Development of pesticide resistance in insects is an interesting example of rapid genetic change. The discovery that DDT resistance in Drosophila had a polygenic basis led to the inference that resistance in most insect populations had a polygenic basis. However, pesticide resistance in most natural populations involves only one or two genes. This makes the study of pesticide resistance easier than first thought.
Several different mechanisms may operate to produce pesticide resistance. Among these are increased cuticular thickness (which reduces penetration of the pesticide), chemical detoxification, target-site modification, increased excretion, and behavioral avoidance. Combinations of these mechanisms may provide the polygenic basis of resistance. Similar responses to the same pesticide are frequently observed in different populations or species.
In one studied example of resistance of Culex (mosquito) to an organophosphate, gene amplification of an esterase was the mechanism by which resistance was achieved. Amplification was at least 250-fold. Migration of the resulting resistant strain was deemed more significant than the rate of mutation. In another studied example of resistance of Drosophila to dieldrin, a single amino acid substitution was discovered in a chloride channel pore, reducing the binding of dieldrin. Amino acid substitution at the same site is believed to explain resistance in three different insect orders, although the exact substitution is not identical in all cases. Certain carboxylesterases mediate resistance to diazinon and malathion. The ordinary function of these enzymes is not yet well understood. Insect resistance appears to be based on undirected mutations, rather than to be environmentally induced. It appears that these mutations often may be small changes in amino acid sequence or gene regulation.
The rapid development of insect resistance to pesticides illustrates the point that genetic change may be rapid. This point may help to explain how such a large number of species could be produced in a relatively short time. Another point illustrated is that much genetic change is decoupled from morphological change.
Bowring SA, Grotzinger JP, Isachsen CE, Knoll AH, Pelechaty SM, Kolosov P. 1993. Calibrating rates of Early Cambrian evolution. Science 261:1293-1298.
Cambrian rocks contain the first abundant record of shelly fossils.
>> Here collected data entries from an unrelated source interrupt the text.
//! Exponential backoff with jitter for task retries (§4.5 step 6).
//!
//! Ported from the teacher's `resilience::RetryPolicy`: same delay formula,
//! same defaults, but retrying here is driven by `task.retry` /
//! `on_failure: retry:N` rather than a retryable-error predicate — every
//! task failure is retryable up to the configured count (§4.5, §9 design
//! notes: "retries against unavailable substrate are useless" is the one
//! carve-out, handled by the Scheduler not retrying `Placement` failures).

use std::time::Duration;

#[derive(Debug, Clone)]
pub struct RetryConfig {
    pub initial_delay: Duration,
    pub max_delay: Duration,
    pub backoff_multiplier: f64,
    pub jitter: f64,
}

impl Default for RetryConfig {
    fn default() -> Self {
        Self {
            initial_delay: Duration::from_millis(200),
            max_delay: Duration::from_secs(10),
            backoff_multiplier: 2.0,
            jitter: 0.1,
        }
    }
}

impl RetryConfig {
    /// Delay before retry attempt `attempt` (0-indexed, counting only
    /// retries — the first attempt is never delayed).
    pub fn delay_for(&self, attempt: u32) -> Duration {
        let base = self.initial_delay.as_millis() as f64 * self.backoff_multiplier.powi(attempt as i32);
        let capped = base.min(self.max_delay.as_millis() as f64);

        let jittered = if self.jitter > 0.0 {
            let jitter_range = capped * self.jitter;
            let offset = rand::random::<f64>() * jitter_range * 2.0 - jitter_range;
            (capped + offset).max(0.0)
        } else {
            capped
        };

        Duration::from_millis(jittered as u64)
    }
}

#[cfg(test)]
mod tests {
    use super::*;

    #[test]
    fn delay_grows_with_attempt() {
        let config = RetryConfig { jitter: 0.0, ..Default::default() };
        assert_eq!(config.delay_for(0), Duration::from_millis(200));
        assert_eq!(config.delay_for(1), Duration::from_millis(400));
        assert_eq!(config.delay_for(2), Duration::from_millis(800));
    }

    #[test]
    fn delay_is_capped_at_max_delay() {
        let config = RetryConfig { jitter: 0.0, ..Default::default() };
        assert_eq!(config.delay_for(20), config.max_delay);
    }

    #[test]
    fn jitter_stays_within_declared_range() {
        let config = RetryConfig { jitter: 0.5, ..Default::default() };
        let base = config.initial_delay.as_millis() as f64;
        for _ in 0..50 {
            let d = config.delay_for(0).as_millis() as f64;
            assert!(d >= 0.0 && d <= base * 1.5 + 1.0);
        }
    }
}
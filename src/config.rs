//! Ambient configuration (SPEC_FULL §0): TOML under the XDG config dir,
//! loaded the way the teacher's `config.rs` loads `~/.config/nika/`.
//!
//! Priority: environment variables > config file > defaults.

use std::path::PathBuf;

use serde::{Deserialize, Serialize};

use crate::error::{ErrorCode, Result, SykliError};

#[derive(Debug, Clone, Copy, PartialEq, Eq, Serialize, Deserialize)]
#[serde(rename_all = "snake_case")]
pub enum TargetKind {
    Local,
    K8s,
}

#[derive(Debug, Clone, Default, Serialize, Deserialize, PartialEq)]
pub struct K8sDefaults {
    pub namespace: Option<String>,
    pub kubeconfig: Option<String>,
}

#[derive(Debug, Clone, Serialize, Deserialize, PartialEq)]
pub struct SykliConfig {
    #[serde(default)]
    pub target: Option<TargetKind>,
    #[serde(default)]
    pub max_parallel: Option<usize>,
    #[serde(default)]
    pub cache_root: Option<PathBuf>,
    #[serde(default)]
    pub default_runtime: Option<String>,
    #[serde(default)]
    pub k8s: K8sDefaults,
}

impl Default for SykliConfig {
    fn default() -> Self {
        Self {
            target: None,
            max_parallel: None,
            cache_root: None,
            default_runtime: None,
            k8s: K8sDefaults::default(),
        }
    }
}

impl SykliConfig {
    /// `~/.config/sykli/` on Unix, `%APPDATA%/sykli/` on Windows.
    pub fn config_dir() -> PathBuf {
        dirs::config_dir().unwrap_or_else(|| PathBuf::from(".")).join("sykli")
    }

    pub fn config_path() -> PathBuf {
        Self::config_dir().join("config.toml")
    }

    /// Defaults if the file doesn't exist; error if it exists but is
    /// malformed.
    pub fn load() -> Result<Self> {
        let path = Self::config_path();
        if !path.exists() {
            return Ok(Self::default().with_env());
        }

        let content = std::fs::read_to_string(&path)
            .map_err(|e| SykliError::new(ErrorCode::Internal, format!("failed to read config file: {e}")))?;
        let config: SykliConfig = toml::from_str(&content)
            .map_err(|e| SykliError::new(ErrorCode::Internal, format!("failed to parse config file: {e}")))?;
        Ok(config.with_env())
    }

    /// Environment variables win over whatever the file declared.
    pub fn with_env(mut self) -> Self {
        if let Ok(target) = std::env::var("SYKLI_TARGET") {
            self.target = match target.as_str() {
                "local" => Some(TargetKind::Local),
                "k8s" => Some(TargetKind::K8s),
                _ => self.target,
            };
        }
        if let Ok(n) = std::env::var("SYKLI_MAX_PARALLEL") {
            if let Ok(n) = n.parse() {
                self.max_parallel = Some(n);
            }
        }
        if let Ok(ns) = std::env::var("SYKLI_K8S_NAMESPACE") {
            if !ns.is_empty() {
                self.k8s.namespace = Some(ns);
            }
        }
        if let Ok(kubeconfig) = std::env::var("KUBECONFIG") {
            if !kubeconfig.is_empty() {
                self.k8s.kubeconfig = Some(kubeconfig);
            }
        }
        self
    }

    pub fn max_parallel(&self) -> usize {
        self.max_parallel.unwrap_or_else(|| {
            std::thread::available_parallelism().map(|n| n.get()).unwrap_or(4)
        })
    }

    pub fn k8s_namespace(&self) -> &str {
        self.k8s.namespace.as_deref().unwrap_or("default")
    }
}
The sudden appearance of a large diversity of fossils within a relatively small portion of the geologic column has been referred to as the "Cambrian explosion." Most extant phyla and classes of animals appear in Cambrian sediments. The standard interpretation of the Cambrian system has supposed that it extended from 570-510 million years ago, with most of the "explosion" having occurred between 570 and 554 million years ago. The appearance of so many new body types in only 16 million years has been much discussed in the literature. New radiometric dates are now interpreted as indicating the period of time was even shorter. Zircon crystals taken from rocks at the base of the Cambrian in Siberia gave uranium-lead dates of 544 million years. Revised dates suggest the "Cambrian explosion" occurred within a supposed period of 5-10 million years.
The sudden appearance of a diversity of higher taxa, each represented by a small number of species, seems to be a common feature of the fossil record. If diversity were produced by evolutionary change, one would expect to see first a higher diversity of species within a small number of higher taxa, followed by stepwise addition of additional higher taxa. The observed pattern of diversity seems more consistent with the pattern expected from a catastrophic mass mortality event than from a record of gradual evolutionary change.